O avanço da crise e a falha da política internacional em prover soluções serão os elementos centrais das negociações em Dubai este ano. Ainda que não seja o responsável único pelo quadro pessimista da governança climática, o vácuo de liderança deixado por países como o Brasil nos anos de governo Bolsonaro ajuda a explicar o abandono progressivo do discurso por justiça climática e o predomínio de decisões que refletem o olhar do norte global sobre a questão. Ao mesmo tempo, as recentes menções ao (distante) princípio das responsabilidades comuns, porém diferenciadas nos discursos de Lula em quatro ocasiões – no evento Power our Planet, em junho desse ano, na Cúpula da Amazônia e na Cúpula dos Brics, em agosto, e na abertura da Assembleia Geral, em setembro – podem aproximar o Brasil do apelo papal por um novo multilateralismo protagonizado por potências emergentes e pela COP 28 enquanto um turning point. A carta também encontra consonâncias na fala recente de Marina Silva em entrevista a Mano Brown no podcast “Mano a Mano”: “para termos uma ideia, um chinês e indiano bem alimentados […] consomem algo em torno de 250 kg de grãos por ano. Um de nós (brasileiros) bem alimentados, consumimos 850kg de grãos. Cada vez que alguém no mundo adquire hábitos ocidentais de alimentação, ele é uma bomba de destruição do planeta. Nós vamos ter que repensar a nossa forma de produzir, de consumir e nos sentirmos felizes e satisfeitos”.

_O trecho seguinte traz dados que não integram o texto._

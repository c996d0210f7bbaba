// Strong typing over strings. Newtypes for timestamps, screen points, and colours.
// Everything that crosses the host boundary is serde-friendly.

use std::fmt;
use std::str::FromStr;

use serde::{Deserialize, Serialize};

use crate::error::OverlayError;

/// Timestamp in microseconds. Newtype for type safety.
#[derive(Debug, Clone, Copy, PartialEq, Eq, PartialOrd, Ord, Serialize, Deserialize, Default)]
pub struct Timestamp(u64);

impl Timestamp {
    pub fn from_micros(us: u64) -> Self {
        Timestamp(us)
    }

    pub fn from_millis(ms: u64) -> Self {
        Timestamp(ms.saturating_mul(1000))
    }

    pub fn as_micros(&self) -> u64 {
        self.0
    }

    pub fn as_millis(&self) -> f64 {
        self.0 as f64 / 1000.0
    }

    /// Microseconds elapsed since `earlier`. Zero if the clock went backwards.
    pub fn micros_since(&self, earlier: Timestamp) -> u64 {
        self.0.saturating_sub(earlier.0)
    }
}

/// Point in overlay surface coordinates (pixels, origin top-left).
#[derive(Debug, Clone, Copy, PartialEq, Serialize, Deserialize, Default)]
pub struct ScreenPoint {
    pub x: f32,
    pub y: f32,
}

impl ScreenPoint {
    pub fn new(x: f32, y: f32) -> Self {
        ScreenPoint { x, y }
    }

    pub fn distance_to(&self, other: ScreenPoint) -> f32 {
        ((self.x - other.x).powi(2) + (self.y - other.y).powi(2)).sqrt()
    }
}

/// Straight (non-premultiplied) RGBA colour.
///
/// Deserialises from `[r, g, b, a]` or from the `"r, g, b, a"` string form
/// used by presenter config files. Always serialises as an array.
#[derive(Debug, Clone, Copy, PartialEq, Eq, Serialize, Deserialize, Default)]
#[serde(try_from = "RgbaRepr", into = "[u8; 4]")]
pub struct Rgba {
    pub r: u8,
    pub g: u8,
    pub b: u8,
    pub a: u8,
}

impl Rgba {
    pub const fn new(r: u8, g: u8, b: u8, a: u8) -> Self {
        Rgba { r, g, b, a }
    }

    pub const TRANSPARENT: Rgba = Rgba::new(0, 0, 0, 0);

    pub fn with_alpha(self, a: u8) -> Self {
        Rgba { a, ..self }
    }

    /// Scale this colour's alpha by `factor` in [0, 1].
    pub fn fade(self, factor: f32) -> Self {
        let a = (self.a as f32 * factor.clamp(0.0, 1.0)).round() as u8;
        self.with_alpha(a)
    }
}

impl From<Rgba> for [u8; 4] {
    fn from(c: Rgba) -> Self {
        [c.r, c.g, c.b, c.a]
    }
}

impl FromStr for Rgba {
    type Err = OverlayError;

    fn from_str(s: &str) -> Result<Self, Self::Err> {
        let channels = s
            .split(',')
            .map(|part| part.trim().parse::<u8>())
            .collect::<Result<Vec<u8>, _>>()
            .map_err(|e| OverlayError::InvalidConfig(format!("colour '{}': {}", s, e)))?;

        match channels.as_slice() {
            [r, g, b, a] => Ok(Rgba::new(*r, *g, *b, *a)),
            _ => Err(OverlayError::InvalidConfig(format!(
                "colour '{}' needs exactly 4 channels",
                s
            ))),
        }
    }
}

#[derive(Deserialize)]
#[serde(untagged)]
enum RgbaRepr {
    Channels([u8; 4]),
    Text(String),
}

impl TryFrom<RgbaRepr> for Rgba {
    type Error = OverlayError;

    fn try_from(repr: RgbaRepr) -> Result<Self, Self::Error> {
        match repr {
            RgbaRepr::Channels([r, g, b, a]) => Ok(Rgba::new(r, g, b, a)),
            RgbaRepr::Text(text) => text.parse(),
        }
    }
}

/// Behaviour selected by the erase button. Closed set, matched exhaustively.
#[derive(Debug, Clone, Copy, PartialEq, Eq, Hash, Serialize, Deserialize)]
#[serde(rename_all = "SCREAMING_SNAKE_CASE")]
pub enum PresenterMode {
    /// Spotlight visible while the button is held.
    SpotlightHold,
    /// Laser trail visible while the button is held.
    Laser,
    /// Each press flips the spotlight on or off.
    SpotlightToggle,
}

impl PresenterMode {
    pub fn as_str(&self) -> &'static str {
        match self {
            PresenterMode::SpotlightHold => "SPOTLIGHT_HOLD",
            PresenterMode::Laser => "LASER",
            PresenterMode::SpotlightToggle => "SPOTLIGHT_TOGGLE",
        }
    }

    pub fn is_spotlight(&self) -> bool {
        matches!(
            self,
            PresenterMode::SpotlightHold | PresenterMode::SpotlightToggle
        )
    }
}

impl fmt::Display for PresenterMode {
    fn fmt(&self, f: &mut fmt::Formatter<'_>) -> fmt::Result {
        f.write_str(self.as_str())
    }
}

impl FromStr for PresenterMode {
    type Err = OverlayError;

    /// Case-insensitive, whitespace-tolerant: `" laser "` parses as `Laser`.
    fn from_str(s: &str) -> Result<Self, Self::Err> {
        match s.trim().to_ascii_uppercase().as_str() {
            "SPOTLIGHT_HOLD" => Ok(PresenterMode::SpotlightHold),
            "LASER" => Ok(PresenterMode::Laser),
            "SPOTLIGHT_TOGGLE" => Ok(PresenterMode::SpotlightToggle),
            _ => Err(OverlayError::UnknownMode(s.trim().to_string())),
        }
    }
}

/// Abstract presenter button action decoded from raw input.
#[derive(Debug, Clone, Copy, PartialEq, Eq, Serialize, Deserialize)]
pub enum SemanticEvent {
    SpotlightPress,
    SpotlightRelease,
    Erase,
    AnnotatePress,
    AnnotateRelease,
    SpotlightDoubleClick,
    /// Ctrl+Q: host should shut the overlay down.
    Quit,
}

/// Keyboard key as reported by the OS hook.
#[derive(Debug, Clone, PartialEq, Eq, Serialize, Deserialize)]
pub enum Key {
    /// Printable key, as the character it types.
    Char(char),
    /// Anything else (function keys, arrows, ...) by platform name.
    Named(String),
}

impl Key {
    /// Build a key from a host key code: one character is `Char`, else `Named`.
    pub fn from_code(code: &str) -> Self {
        let mut chars = code.chars();
        match (chars.next(), chars.next()) {
            (Some(c), None) => Key::Char(c),
            _ => Key::Named(code.to_string()),
        }
    }

    /// True if this is the character `c`, ignoring ASCII case.
    pub fn is_char(&self, c: char) -> bool {
        matches!(self, Key::Char(k) if k.eq_ignore_ascii_case(&c))
    }
}

/// Type of raw input event.
#[derive(Debug, Clone, PartialEq, Serialize, Deserialize)]
#[serde(tag = "type")]
pub enum RawInputKind {
    KeyDown { key: Key, ctrl: bool },
    KeyUp { key: Key, ctrl: bool },
    MouseClick { button: u8 },
}

/// Single raw event delivered by the OS input hook.
#[derive(Debug, Clone, PartialEq, Serialize, Deserialize)]
pub struct RawInput {
    pub timestamp: Timestamp,
    pub kind: RawInputKind,
}

impl RawInput {
    pub fn key_down(timestamp: Timestamp, key: Key, ctrl: bool) -> Self {
        RawInput {
            timestamp,
            kind: RawInputKind::KeyDown { key, ctrl },
        }
    }

    pub fn key_up(timestamp: Timestamp, key: Key, ctrl: bool) -> Self {
        RawInput {
            timestamp,
            kind: RawInputKind::KeyUp { key, ctrl },
        }
    }

    /// Ctrl+`c` pressed at `timestamp`.
    pub fn ctrl_char(timestamp: Timestamp, c: char) -> Self {
        RawInput::key_down(timestamp, Key::Char(c), true)
    }
}

/// Read-only view of engine state handed to the compositor once per tick.
#[derive(Debug, Clone, Copy, PartialEq, Eq, Serialize, Deserialize)]
pub struct EngineSnapshot {
    pub active_mode: PresenterMode,
    pub active_mode_index: usize,
    pub indicator_on: bool,
}

/// Drawing instruction for the overlay surface, in paint order.
#[derive(Debug, Clone, PartialEq, Serialize, Deserialize)]
#[serde(tag = "op")]
pub enum DrawCommand {
    /// Fill the whole surface.
    Fill { color: Rgba },
    /// Punch a fully transparent disc.
    ClearCircle { center: ScreenPoint, radius: f32 },
    /// Feathered band between two radii, strongest midway.
    Ring {
        center: ScreenPoint,
        inner_radius: f32,
        outer_radius: f32,
        color: Rgba,
    },
    /// Solid disc, blended source-over.
    Dot {
        center: ScreenPoint,
        radius: f32,
        color: Rgba,
    },
}

/// Everything the host needs to present one tick.
#[derive(Debug, Clone, PartialEq, Serialize, Deserialize)]
pub struct Frame {
    pub timestamp: Timestamp,
    pub snapshot: EngineSnapshot,
    pub pointer: ScreenPoint,
    pub commands: Vec<DrawCommand>,
    /// Set when an erase press switched mode since the previous tick.
    pub mode_changed: Option<PresenterMode>,
}

impl Frame {
    /// A frame with no commands leaves the surface fully transparent.
    pub fn is_empty(&self) -> bool {
        self.commands.is_empty()
    }
}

Se em 2015 o tom crítico da Laudato Si não foi incorporado às decisões políticas e não gerou uma resposta ambiciosa por parte das grandes potências, na COP 28 a expectativa não é de um cenário muito distinto. Os Estados Unidos de Joe Biden, imersos em crise institucional, e tradicionalmente conservadores na agenda climática em nível global, dificilmente assumirão os custos de sua responsabilidade histórica – mantendo o posicionamento soberanista respaldado pela própria estrutura do acordo. A União Europeia, apesar dos esforços domésticos de transição para a economia de baixo carbono, parece se beneficiar da diferenciação sutil e do abandono gradual das metas obrigatórias para emissores históricos – entre 2013 e 2016, apenas 19% do fluxo de investimentos da UE foi direcionado a países menos desenvolvidos.

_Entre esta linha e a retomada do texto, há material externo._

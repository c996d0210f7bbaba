// Laser trail: bounded history of pointer samples, newest first.
// Fade is driven by index position, not wall-clock time, so it is frame-rate independent.

use std::collections::VecDeque;

use serde::{Deserialize, Serialize};

use crate::config::LaserSettings;
use crate::types::*;

/// One recorded pointer position.
#[derive(Debug, Clone, Copy, PartialEq, Serialize, Deserialize)]
pub struct TrailSample {
    pub position: ScreenPoint,
    pub inserted_at: Timestamp,
}

impl TrailSample {
    /// Microseconds since this sample was recorded.
    pub fn age_at(&self, now: Timestamp) -> u64 {
        now.micros_since(self.inserted_at)
    }
}

/// Radius and opacity for one trail dot.
#[derive(Debug, Clone, Copy, PartialEq, Serialize, Deserialize)]
pub struct TrailDot {
    pub position: ScreenPoint,
    pub radius: f32,
    pub alpha: u8,
}

/// FIFO-bounded laser trail. Index 0 is the newest sample.
pub struct LaserTrail {
    samples: VecDeque<TrailSample>,
    max_len: usize,
    base_radius: f32,
    head_multiplier: f32,
    min_alpha: u8,
}

impl LaserTrail {
    pub fn new(settings: &LaserSettings) -> Self {
        let max_len = settings.max_trail_length.max(1);
        LaserTrail {
            samples: VecDeque::with_capacity(max_len + 1),
            max_len,
            base_radius: settings.base_radius,
            head_multiplier: settings.head_multiplier,
            min_alpha: settings.min_alpha,
        }
    }

    /// Record a pointer position at the head, evicting the oldest past the bound.
    pub fn sample(&mut self, position: ScreenPoint, now: Timestamp) {
        self.samples.push_front(TrailSample {
            position,
            inserted_at: now,
        });
        self.samples.truncate(self.max_len);
    }

    /// Drop the oldest sample while keeping the head. Returns true if one was dropped.
    pub fn decay(&mut self) -> bool {
        if self.samples.len() > 1 {
            self.samples.pop_back();
            true
        } else {
            false
        }
    }

    pub fn clear(&mut self) {
        self.samples.clear();
    }

    pub fn len(&self) -> usize {
        self.samples.len()
    }

    pub fn is_empty(&self) -> bool {
        self.samples.is_empty()
    }

    pub fn capacity(&self) -> usize {
        self.max_len
    }

    /// Newest sample, if any.
    pub fn head(&self) -> Option<&TrailSample> {
        self.samples.front()
    }

    pub fn samples(&self) -> impl Iterator<Item = &TrailSample> {
        self.samples.iter()
    }

    /// Dots from newest (index 0) to oldest.
    ///
    /// The head is `base_radius * head_multiplier`, every other dot `base_radius`.
    /// Alpha falls linearly from 255 at the head to `min_alpha` at the tail:
    /// `alpha(i) = 255 - i / (n - 1) * (255 - min_alpha)`, or 255 for a lone sample.
    pub fn render_list(&self) -> Vec<TrailDot> {
        let n = self.samples.len();
        let base_radius = self.base_radius.max(0.0);
        let head_radius = (self.base_radius * self.head_multiplier).max(0.0);
        let span = 255.0 - self.min_alpha as f32;

        self.samples
            .iter()
            .enumerate()
            .map(|(i, sample)| {
                let alpha = if n > 1 {
                    let t = i as f32 / (n - 1) as f32;
                    (255.0 - t * span).round().clamp(0.0, 255.0) as u8
                } else {
                    255
                };
                TrailDot {
                    position: sample.position,
                    radius: if i == 0 { head_radius } else { base_radius },
                    alpha,
                }
            })
            .collect()
    }
}
// Typed errors with thiserror. Surface meaningful messages to the host.
// Engine transitions never fail; only construction and host plumbing do.

use thiserror::Error;

/// Overlay error types.
#[derive(Error, Debug)]
pub enum OverlayError {
    #[error("Invalid configuration: {0}")]
    InvalidConfig(String),

    #[error("Unknown presenter mode: '{0}'")]
    UnknownMode(String),

    #[error("Serialization error: {0}")]
    Serialization(String),

    #[error("Overlay surface {width}x{height} rejected: {message}")]
    Surface {
        width: u32,
        height: u32,
        message: String,
    },

    #[error("Input hook queue disconnected")]
    HookDisconnected,
}

impl From<serde_json::Error> for OverlayError {
    fn from(err: serde_json::Error) -> Self {
        OverlayError::Serialization(err.to_string())
    }
}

A voz do papa ecoa novamente nessa carta endereçada a “todas as pessoas de boa vontade”, mas quem de fato a ouve estará distante das salas de negociação em Dubai.
Mariana Balau Silveira é professora do departamento de Relações Internacionais da PUC Minas. Membro do Painel de Peritos da Convenção Quadro da ONU sobre as Mudanças do Clima.
Vinicius Tavares de Oliveira é professor do departamento de Relações Internacionais da PUC Minas e membro do Núcleo de Estudos das Colonialidades (NEC).